At the same time, you can also hear a concern in the speakers’ speeches about whether bringing queer Indigenous people to the centre is a one-off thing, or whether Riddu Riđđu will continue to work on this important theme. “I hope this is not just a one-year thing for Riddu Riđđu and that we queer Indigenous people will be left out again,” says Ritni Ráste Pieski in a panel discussion. I hear and see that there is a need for continuity and commitment, as well as building trust within the community. Lady Shug also asks an important question in another panel discussion: “Why did it take so long for the festival to celebrate queer and trans and two-spirit Indigenous people?”
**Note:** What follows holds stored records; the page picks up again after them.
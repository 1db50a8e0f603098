//! Rooted tree model for decomposition trees.
//!
//! Nodes live in an arena owned by a [`Forest`]; parent, child and
//! vertex-container links are plain indices, which sidesteps the ownership
//! cycles a pointer-based tree would create. Detaching a subtree only clears
//! its parent link; the nodes stay live in the arena and remain reachable
//! through the container links of their leaves. The finished decomposition is
//! handed out as an [`MdTree`], a read-only view rooted at one arena node.

use std::fmt;
use std::fmt::Write as _;
use std::hash::Hash;

use crate::graph::{Graph, VertexId};

/// Index of a node in the tree arena.
#[derive(Clone, Copy, PartialEq, Eq, PartialOrd, Ord, Hash, Debug)]
pub struct NodeId(pub(crate) u32);

impl NodeId {
    #[inline]
    pub(crate) fn index(self) -> usize {
        self.0 as usize
    }
}

/// Kind of strong module an internal tree node stands for.
#[derive(Clone, Copy, PartialEq, Eq, Hash, Debug)]
pub enum ModuleKind {
    /// The complement of the module's induced subgraph is disconnected.
    Series,
    /// The module's induced subgraph is disconnected.
    Parallel,
    /// Neither series nor parallel.
    Prime,
}

impl fmt::Display for ModuleKind {
    fn fmt(&self, f: &mut fmt::Formatter<'_>) -> fmt::Result {
        match self {
            ModuleKind::Series => write!(f, "series"),
            ModuleKind::Parallel => write!(f, "parallel"),
            ModuleKind::Prime => write!(f, "prime"),
        }
    }
}

/// What a tree node holds: an internal module or a graph vertex.
#[derive(Clone, Copy, PartialEq, Eq, Debug)]
pub(crate) enum Payload {
    Module(ModuleKind),
    Vertex(VertexId),
}

/// Transient label assigned during refinement and factorization.
#[derive(Clone, Copy, PartialEq, Eq, Debug)]
pub(crate) enum Label {
    Dead,
    Zombie,
}

/// Whether a leaf was grouped by component or co-component of its slice.
#[derive(Clone, Copy, PartialEq, Eq, Debug)]
pub(crate) enum Connectivity {
    Component,
    CoComponent,
}

#[derive(Debug)]
pub(crate) struct TreeNode {
    pub(crate) payload: Payload,
    pub(crate) parent: Option<NodeId>,
    pub(crate) children: Vec<NodeId>,

    // Scratch fields; each pass that uses one resets it before it finishes.
    pub(crate) label: Option<Label>,
    pub(crate) marked: bool,
    pub(crate) mark_count: usize,
    pub(crate) tree_index: usize,
    pub(crate) connectivity: Option<(usize, Connectivity)>,
    pub(crate) mu: usize,
    pub(crate) rho: usize,
}

impl TreeNode {
    fn new(payload: Payload) -> Self {
        TreeNode {
            payload,
            parent: None,
            children: Vec::new(),
            label: None,
            marked: false,
            mark_count: 0,
            tree_index: 0,
            connectivity: None,
            mu: 0,
            rho: 0,
        }
    }

    /// A node is degenerate when every union of its children is again a
    /// module.
    pub(crate) fn is_degenerate(&self) -> bool {
        matches!(
            self.payload,
            Payload::Module(ModuleKind::Series) | Payload::Module(ModuleKind::Parallel)
        )
    }

    pub(crate) fn is_leaf(&self) -> bool {
        matches!(self.payload, Payload::Vertex(_))
    }

    pub(crate) fn kind(&self) -> Option<ModuleKind> {
        match self.payload {
            Payload::Module(kind) => Some(kind),
            Payload::Vertex(_) => None,
        }
    }

    pub(crate) fn vertex(&self) -> Option<VertexId> {
        match self.payload {
            Payload::Vertex(v) => Some(v),
            Payload::Module(_) => None,
        }
    }
}

/// Arena of tree nodes.
#[derive(Debug, Default)]
pub(crate) struct Forest {
    nodes: Vec<TreeNode>,
}

impl std::ops::Index<NodeId> for Forest {
    type Output = TreeNode;

    fn index(&self, id: NodeId) -> &TreeNode {
        &self.nodes[id.index()]
    }
}

impl std::ops::IndexMut<NodeId> for Forest {
    fn index_mut(&mut self, id: NodeId) -> &mut TreeNode {
        &mut self.nodes[id.index()]
    }
}

impl Forest {
    pub(crate) fn new() -> Self {
        Forest::default()
    }

    fn push(&mut self, node: TreeNode) -> NodeId {
        let id = NodeId(self.nodes.len() as u32);
        self.nodes.push(node);
        id
    }

    pub(crate) fn new_module(&mut self, kind: ModuleKind) -> NodeId {
        self.push(TreeNode::new(Payload::Module(kind)))
    }

    pub(crate) fn new_leaf(&mut self, vertex: VertexId) -> NodeId {
        self.push(TreeNode::new(Payload::Vertex(vertex)))
    }

    /// Appends `child` to `parent`'s children and links it back.
    pub(crate) fn insert(&mut self, parent: NodeId, child: NodeId) {
        self[parent].children.push(child);
        self[child].parent = Some(parent);
    }

    /// Walks up to the root of the tree `id` currently belongs to.
    pub(crate) fn get_root(&self, id: NodeId) -> NodeId {
        let mut current = id;
        while let Some(parent) = self[current].parent {
            current = parent;
        }
        current
    }

    /// Depth-first preorder snapshot of the subtree under `root`, children
    /// left to right. Taking a snapshot keeps later structural edits away
    /// from the traversal.
    pub(crate) fn preorder(&self, root: NodeId) -> Vec<NodeId> {
        let mut order = Vec::new();
        let mut stack = vec![root];
        while let Some(id) = stack.pop() {
            order.push(id);
            stack.extend(self[id].children.iter().rev());
        }
        order
    }

    /// The leaves under `root`, left to right.
    pub(crate) fn leaves(&self, root: NodeId) -> Vec<NodeId> {
        self.preorder(root)
            .into_iter()
            .filter(|&id| self[id].is_leaf())
            .collect()
    }

    /// Splits the children of `u` by a predicate, preserving relative order.
    pub(crate) fn group_children<F>(&self, u: NodeId, hit: F) -> (Vec<NodeId>, Vec<NodeId>)
    where
        F: Fn(&TreeNode) -> bool,
    {
        let mut hits = Vec::new();
        let mut misses = Vec::new();
        for &child in &self[u].children {
            if hit(&self[child]) {
                hits.push(child);
            } else {
                misses.push(child);
            }
        }
        (hits, misses)
    }

    /// Replaces the given children of `u` with a fresh node of `u`'s own kind
    /// whose children they become, and returns that node. The new node takes
    /// over the tree index of the moved children.
    pub(crate) fn replace_children(&mut self, u: NodeId, moved: &[NodeId]) -> NodeId {
        let kind = self[u]
            .kind()
            .expect("only module nodes have children to replace");
        let fresh = self.new_module(kind);
        self[fresh].tree_index = self[moved[0]].tree_index;
        for &child in moved {
            self.insert(fresh, child);
        }
        self[u].children.retain(|c| !moved.contains(c));
        self.insert(u, fresh);
        fresh
    }

    /// Reorders the children of `u`. The sequence must be a permutation of the
    /// current children.
    pub(crate) fn set_children_order(&mut self, u: NodeId, order: Vec<NodeId>) {
        debug_assert_eq!(order.len(), self[u].children.len());
        self[u].children = order;
    }
}

/// The modular decomposition tree of a graph.
///
/// Leaves reference the vertices of the decomposed graph; internal nodes are
/// its strong modules, labeled with a [`ModuleKind`]. Child order is only
/// meaningful for prime nodes, and there only up to the algorithm's own
/// ordering. Reading the leaves left to right yields a factorizing
/// permutation of the graph.
#[derive(Debug)]
pub struct MdTree {
    forest: Forest,
    root: NodeId,
}

impl MdTree {
    pub(crate) fn new(forest: Forest, root: NodeId) -> Self {
        MdTree { forest, root }
    }

    /// The root node.
    pub fn root(&self) -> NodeId {
        self.root
    }

    /// The module kind of `id`, or `None` for a leaf.
    pub fn module_kind(&self, id: NodeId) -> Option<ModuleKind> {
        self.forest[id].kind()
    }

    /// The vertex a leaf references, or `None` for an internal node.
    pub fn vertex(&self, id: NodeId) -> Option<VertexId> {
        self.forest[id].vertex()
    }

    /// Whether `id` is a leaf.
    pub fn is_leaf(&self, id: NodeId) -> bool {
        self.forest[id].is_leaf()
    }

    /// The children of `id`, in tree order.
    pub fn children(&self, id: NodeId) -> &[NodeId] {
        &self.forest[id].children
    }

    /// The parent of `id`, unless it is the root.
    pub fn parent(&self, id: NodeId) -> Option<NodeId> {
        self.forest[id].parent
    }

    /// All nodes of the tree in depth-first preorder.
    pub fn nodes(&self) -> Vec<NodeId> {
        self.forest.preorder(self.root)
    }

    /// The leaves left to right; a factorizing permutation of the graph.
    pub fn leaves(&self) -> Vec<NodeId> {
        self.forest.leaves(self.root)
    }

    /// The vertices referenced by [`Self::leaves`], in the same order.
    pub fn leaf_vertices(&self) -> Vec<VertexId> {
        self.leaves()
            .into_iter()
            .map(|id| self.forest[id].vertex().expect("leaves hold vertices"))
            .collect()
    }

    /// Number of nodes in the tree.
    pub fn node_count(&self) -> usize {
        self.nodes().len()
    }

    /// Length of the longest root-to-leaf path, in edges.
    pub fn depth(&self) -> usize {
        let mut deepest = 0;
        let mut stack = vec![(self.root, 0usize)];
        while let Some((id, depth)) = stack.pop() {
            deepest = deepest.max(depth);
            stack.extend(self.forest[id].children.iter().map(|&c| (c, depth + 1)));
        }
        deepest
    }

    /// Renders the tree as a compact nested expression, e.g.
    /// `parallel(series(1 2 3) 4)`.
    pub fn to_text<V>(&self, graph: &Graph<V>) -> String
    where
        V: Eq + Hash + Clone + fmt::Debug + fmt::Display,
    {
        let mut out = String::new();
        self.write_node(&mut out, self.root, graph);
        out
    }

    fn write_node<V>(&self, out: &mut String, id: NodeId, graph: &Graph<V>)
    where
        V: Eq + Hash + Clone + fmt::Debug + fmt::Display,
    {
        match self.forest[id].payload {
            Payload::Vertex(v) => {
                let _ = write!(out, "{}", graph.label(v));
            }
            Payload::Module(kind) => {
                let _ = write!(out, "{kind}(");
                for (i, &child) in self.forest[id].children.iter().enumerate() {
                    if i > 0 {
                        out.push(' ');
                    }
                    self.write_node(out, child, graph);
                }
                out.push(')');
            }
        }
    }
}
I believe and hope that Riddu Riđđu Festivála will continue to work with queer and trans Indigenous people. At least based on the great execution of this year’s festival, we can start to build trust within the community. This year was historic and should be remembered – and in Jeremy Dutcher’s words, we should cherish remembrance as a counterforce to colonisation. I hope this is just the beginning of everything, the future opening up before our eyes.

See you next year. Photo: Riddu Riđđu Festivála / Sara Aarøen Lien

And while I applaud the festival, I want to remember to keep the queer Indigenous artists themselves at the centre. In the Sámi context, Sápmi Pride and the queer Sámi organisation Garmeres that hosts the pride event have also had a significant impact. It’s their hard work and perseverance that has made this possible – things only change by taking action. I wonder if this would have been possible earlier? When does the change happen, what is the right moment? Ritni Ráste Pieski’s interview in the Sámi magazine Ávvir begins with the headline question: Lea go Sápmi gearggus?[7] – is Sápmi ready? Yes it is, Pieski answers.

 

Writer is a Sámi artist and curator from Dálvadas, Sápmi and Helsinki, Finland. Currently he is dreaming of a free Palestine.

 

References

[1] Turtle Island is the name for North America, used by many American Indigenous peoples as well as Indigenous rights activists. The name is based on a creation story common to several Indigenous peoples of the Northeastern Woodlands of North America.

[2] Inuit Nunaat refers to the land, water, and ice of the homeland of the Inuit in Canada and Greenland.

[3] Treaty 1 territory is the ancestral territory of the Anishinaabe, Cree, Dakota, Dené, and Ojibway-Cree, and the traditional homeland of the Métis Nation. Treaty 1 territory includes areas around Lake Manitoba and Winnipeg as well as around the Red River Valley. Treaty 1 is an agreement established on August 3, 1871, between the Crown and the Anishinaabe and Swampy Cree, Canada-based First Nations, where the Indigenous groups were made to “cede, release, surrender and yield up to Her Majesty the Queen and successors forever all the lands” in southern Manitoba. The State of Canada continues to adhere to the position that the land was ceded and surrendered.

[4] Regalia in Indigenous cultures refers to the traditional and often sacred clothing, accessories, and artifacts.

[5] Billy-Ray Belcourt, This Wound Is a World, 2017.

[6] Kookum means grandmother in Cree languages.

[7] Drag-artista: – Lea go Sápmi gearggus?, Sergey Gavrilov, Ávvir, 15.7.2024.